Dive Brief:
- As employers plan return-to-work strategies, most professionals are against the implementation of workplace contact tracing, according to a survey released June 1 by Fishbowl, a workplace communications network. Contact tracing is an attempt to contain the spread of COVID-19 by tracking an employees' contact with other employees in the workplace.
- In Fishbowl's survey of more than 17,000 professionals, 75% responded that they would not allow their employers to trace their activity. Professionals in the tech industry, in particular, are against it; just 19% said they would allow it. However, 40% of respondents in the Human Resources field — the highest percentage recorded by industry — said they would allow their company to conduct contact tracing while at work, according to Fishbowl.
- Wisconsin had the highest percentage of professionals surveyed who would allow their company to trace their contact with other employees, with 39.79%, among states with more than 100 responses, according to Fishbowl. Florida had the lowest percentage of employees (19.55%) willing to participate. "While we can't know the reason for each person answering the way they did, it's assumed that privacy is one of the main reasons," the company said.
Dive Insight:
Contact tracing is "a core disease control measure employed by local and state health department personnel for decades," the Centers for Disease Control and Prevention stated in its guidance, naming it a "key strategy" to prevent the spread of COVID-19. But as companies are creating tools to support its use, some experts argued it could be a vehicle for "abuse and disinformation."
Kronos, workforce management and human capital management cloud provider, released an automated reporting tool for contact tracing in April. The tool analyzes labor records and time and attendance data collected by Kronos solutions. To compile the report, no health-related information is required or used, according to Kronos. Employers enter workers' ID number, a location of interest and date range, and then the tool generates a report of workers potentially affected by COVID-19.
Google and Apple announced April 10 the creation of Bluetooth-based contact tracing platform.

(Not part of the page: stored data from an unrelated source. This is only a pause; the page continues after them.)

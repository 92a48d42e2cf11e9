use crate::language::CompiledFeatures;

use super::job::FileJob;
use super::trie::TokenKind;

/// Binary markers past this offset are treated as ordinary data.
pub(crate) const BINARY_CHECK_LIMIT: usize = 10_000;

/// Lexical state of the line currently being scanned.
///
/// `CommentCode` and `MultiCommentCode` remember that code was already seen
/// on the line before the comment opened, so the line still counts as code.
#[derive(Debug, Clone, Copy, PartialEq, Eq)]
pub enum LineState {
    Blank,
    Code,
    Comment,
    CommentCode,
    MultiComment,
    MultiCommentCode,
    MultiCommentBlank,
    String,
    DocString,
}

/// Owned data a state handler hands back to the scan loop: where the
/// cursor moved, which state the line is in now, the terminator of the
/// currently open string, and the stack of pending multi-line comment
/// terminators (innermost last).
pub(crate) struct Transition {
    pub index: usize,
    pub state: LineState,
    pub end_string: Vec<u8>,
    pub end_comments: Vec<Vec<u8>>,
    pub ignore_escape: bool,
}

impl Transition {
    fn new(
        index: usize,
        state: LineState,
        end_string: Vec<u8>,
        end_comments: Vec<Vec<u8>>,
        ignore_escape: bool,
    ) -> Self {
        Self {
            index,
            state,
            end_string,
            end_comments,
            ignore_escape,
        }
    }
}

#[inline]
pub(crate) const fn is_whitespace(byte: u8) -> bool {
    matches!(byte, b' ' | b'\t' | b'\n' | b'\r')
}

/// NUL inside the probe window marks the file as binary; later NULs are data.
#[inline]
pub(crate) const fn is_binary_marker(index: usize, byte: u8) -> bool {
    index < BINARY_CHECK_LIMIT && byte == 0
}

#[inline]
const fn should_process(byte: u8, mask: u8) -> bool {
    byte & mask == byte
}

/// Exact byte comparison of `needle` at `index`. A needle that would run
/// into the final byte does not match; the scan loop settles that line via
/// end-of-file accounting instead.
pub(crate) fn check_for_match_single(
    content: &[u8],
    index: usize,
    end_point: usize,
    needle: &[u8],
) -> bool {
    let Some(&first) = needle.first() else {
        return false;
    };
    if content[index] != first {
        return false;
    }

    for (j, &expected) in needle.iter().enumerate() {
        if index + j >= end_point || content[index + j] != expected {
            return false;
        }
    }
    true
}

/// Checks whether the quote opening at `index` is one of the escape-exempt
/// forms (doc-strings and raw/verbatim strings). On a hit the cursor is
/// advanced past the opener so its own bytes cannot close the string.
fn verify_ignore_escape(
    features: &CompiledFeatures,
    content: &[u8],
    mut index: usize,
) -> (usize, bool) {
    let mut ignore_escape = false;

    for quote in &features.quotes {
        if !quote.doc_string && !quote.ignore_escape {
            continue;
        }
        let start = quote.start.as_bytes();
        if content.len() >= index + start.len() && &content[index..index + start.len()] == start {
            ignore_escape = true;
            index += start.len();
        }
    }

    (index, ignore_escape)
}

/// End-of-line state carry-over: an open multi-line comment or string spans
/// the line break, everything else starts the next line blank.
pub(crate) const fn reset_state(state: LineState) -> LineState {
    match state {
        LineState::MultiComment | LineState::MultiCommentCode => LineState::MultiComment,
        LineState::String => LineState::String,
        _ => LineState::Blank,
    }
}

/// Scan forward through ordinary code until a newline, a binary marker or
/// a registered token changes the picture.
///
/// Bytes passing the fast-reject mask are fed to the duplicate-detection
/// digest here; skipped bytes are skipped identically on both sides of any
/// comparison, which is why the digest stays valid for duplicate checks.
pub(crate) fn code_state(
    job: &mut FileJob,
    origin: usize,
    end_point: usize,
    state: LineState,
    end_string: Vec<u8>,
    end_comments: Vec<Vec<u8>>,
    features: &CompiledFeatures,
) -> Transition {
    let mut id = origin;
    while id < end_point {
        let cur = job.content[id];

        if cur == b'\n' {
            return Transition::new(id, state, end_string, end_comments, false);
        }

        if is_binary_marker(id, cur) {
            job.binary = true;
            return Transition::new(id, state, end_string, end_comments, false);
        }

        if should_process(cur, features.process_mask) {
            job.feed_digest(cur);

            if let Some(m) = features.tokens.match_at(&job.content[id..]) {
                match m.kind {
                    TokenKind::String => {
                        let (i, ignore_escape) = verify_ignore_escape(features, &job.content, id);
                        let mut next = state;
                        // A quote right after an escape character does not
                        // open a string (single-backslash lookback only).
                        if i == 0 || job.content[i - 1] != b'\\' {
                            next = if features.is_doc_string(m.terminator) {
                                LineState::DocString
                            } else {
                                LineState::String
                            };
                        }
                        return Transition::new(
                            i,
                            next,
                            m.terminator.to_vec(),
                            end_comments,
                            ignore_escape,
                        );
                    }
                    TokenKind::SingleLineComment => {
                        // Code was already seen on this line; it stays code.
                        return Transition::new(
                            id,
                            LineState::CommentCode,
                            m.terminator.to_vec(),
                            end_comments,
                            false,
                        );
                    }
                    TokenKind::MultiLineComment => {
                        if features.nested || end_comments.is_empty() {
                            let terminator = m.terminator.to_vec();
                            let mut stack = end_comments;
                            stack.push(terminator.clone());
                            return Transition::new(
                                id + m.len - 1,
                                LineState::MultiCommentCode,
                                terminator,
                                stack,
                                false,
                            );
                        }
                    }
                    TokenKind::Complexity => {
                        if id == 0 || is_whitespace(job.content[id - 1]) {
                            job.complexity += 1;
                        }
                    }
                }
            }
        }

        id += 1;
    }

    Transition::new(id, state, end_string, end_comments, false)
}

/// First non-whitespace byte of a line outside any open construct. Same
/// dispatch as [`code_state`], except a plain byte flips the line to code
/// and a single-line comment yields a pure comment line.
pub(crate) fn blank_state(
    job: &mut FileJob,
    index: usize,
    state: LineState,
    end_string: Vec<u8>,
    mut end_comments: Vec<Vec<u8>>,
    features: &CompiledFeatures,
) -> Transition {
    if is_binary_marker(index, job.content[index]) {
        job.binary = true;
        return Transition::new(index, state, end_string, end_comments, false);
    }

    let Some(m) = features.tokens.match_at(&job.content[index..]) else {
        return Transition::new(index, LineState::Code, end_string, end_comments, false);
    };

    match m.kind {
        TokenKind::MultiLineComment => {
            if features.nested || end_comments.is_empty() {
                let terminator = m.terminator.to_vec();
                end_comments.push(terminator.clone());
                return Transition::new(
                    index + m.len - 1,
                    LineState::MultiComment,
                    terminator,
                    end_comments,
                    false,
                );
            }
            Transition::new(index, state, end_string, end_comments, false)
        }
        TokenKind::SingleLineComment => Transition::new(
            index,
            LineState::Comment,
            m.terminator.to_vec(),
            end_comments,
            false,
        ),
        TokenKind::String => {
            let (i, ignore_escape) = verify_ignore_escape(features, &job.content, index);
            let next = if features.is_doc_string(m.terminator) {
                LineState::DocString
            } else {
                LineState::String
            };
            Transition::new(i, next, m.terminator.to_vec(), end_comments, ignore_escape)
        }
        TokenKind::Complexity => {
            if index == 0 || is_whitespace(job.content[index - 1]) {
                job.complexity += 1;
            }
            Transition::new(index, LineState::Code, end_string, end_comments, false)
        }
    }
}

/// Inside a string literal: scan until the newline or the terminator.
/// A terminator preceded by an unescaped backslash stays open, unless this
/// quote form ignores escapes altogether.
pub(crate) fn string_state(
    content: &[u8],
    origin: usize,
    end_point: usize,
    end_string: &[u8],
    state: LineState,
    ignore_escape: bool,
) -> (usize, LineState) {
    let mut id = origin;
    for i in origin..=end_point {
        id = i;

        // Count the line in the current state and resume here afterwards.
        if content[id] == b'\n' {
            return (id, state);
        }

        if (ignore_escape || id == 0 || content[id - 1] != b'\\')
            && check_for_match_single(content, id, end_point, end_string)
        {
            return (id, LineState::Code);
        }
    }

    (id, state)
}

/// Inside a doc-string: like [`string_state`], but the close decides the
/// whole line. Only whitespace between the terminator and the next newline
/// (or the end of the file) keeps the line a comment; anything else makes
/// it code.
pub(crate) fn doc_string_state(
    content: &[u8],
    origin: usize,
    end_point: usize,
    end_string: &[u8],
    state: LineState,
) -> (usize, LineState) {
    let mut id = origin;
    for i in origin..end_point {
        id = i;

        if content[id] == b'\n' {
            return (id, state);
        }

        if (id == 0 || content[id - 1] != b'\\')
            && check_for_match_single(content, id, end_point, end_string)
        {
            for j in (id + end_string.len())..=end_point {
                if content[j] == b'\n' {
                    break;
                }
                if !is_whitespace(content[j]) {
                    return (id, LineState::Code);
                }
            }
            return (id, LineState::Comment);
        }
    }

    (id, state)
}

/// Inside a multi-line comment: look for the innermost terminator first
/// (the cheaper check), then for a nested open when the language allows it.
pub(crate) fn comment_state(
    content: &[u8],
    origin: usize,
    end_point: usize,
    mut state: LineState,
    end_string: Vec<u8>,
    mut end_comments: Vec<Vec<u8>>,
    features: &CompiledFeatures,
) -> Transition {
    let mut id = origin;
    while id < end_point {
        if content[id] == b'\n' {
            return Transition::new(id, state, end_string, end_comments, false);
        }

        if let Some(innermost) = end_comments.last()
            && check_for_match_single(content, id, end_point, innermost)
        {
            let jump = innermost.len();
            end_comments.pop();

            if end_comments.is_empty() {
                // Entering from code (e.g. `x = 1 /* note */`) must keep the
                // line counting as code.
                state = if state == LineState::MultiCommentCode {
                    LineState::Code
                } else {
                    LineState::MultiCommentBlank
                };
            }

            return Transition::new(id + jump - 1, state, end_string, end_comments, false);
        }

        if (features.nested || end_comments.is_empty())
            && let Some(m) = features.multi_line_comments.match_at(&content[id..])
        {
            let terminator = m.terminator.to_vec();
            end_comments.push(terminator.clone());
            return Transition::new(id + m.len - 1, state, terminator, end_comments, false);
        }

        id += 1;
    }

    Transition::new(id, state, end_string, end_comments, false)
}

#[cfg(test)]
#[path = "state_tests.rs"]
mod tests;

It "would allow more individuals to participate, if they choose to opt in, as well as enable interaction with a broader ecosystem of apps and government health authorities," the companies said in a statement.
However, Ashkan Soltani, a technologist specializing in privacy, Carl Bergstrom, a professor of biology at the University of Washington, and Ryan Calo, a University of Washington law professor, wrote that tech companies' product is not feasible, in an opinion piece published April 27 by the Brookings Institute.
"We have serious doubts that voluntary, anonymous contact tracing through smartphone apps — as Apple, Google, and faculty at a number of academic institutions all propose — can free Americans of the terrible choice between staying home or risking exposure," they wrote. "We worry that contact-tracing apps will serve as vehicles for abuse and disinformation, while providing a false sense of security to justify reopening local and national economies well before it is safe to do so."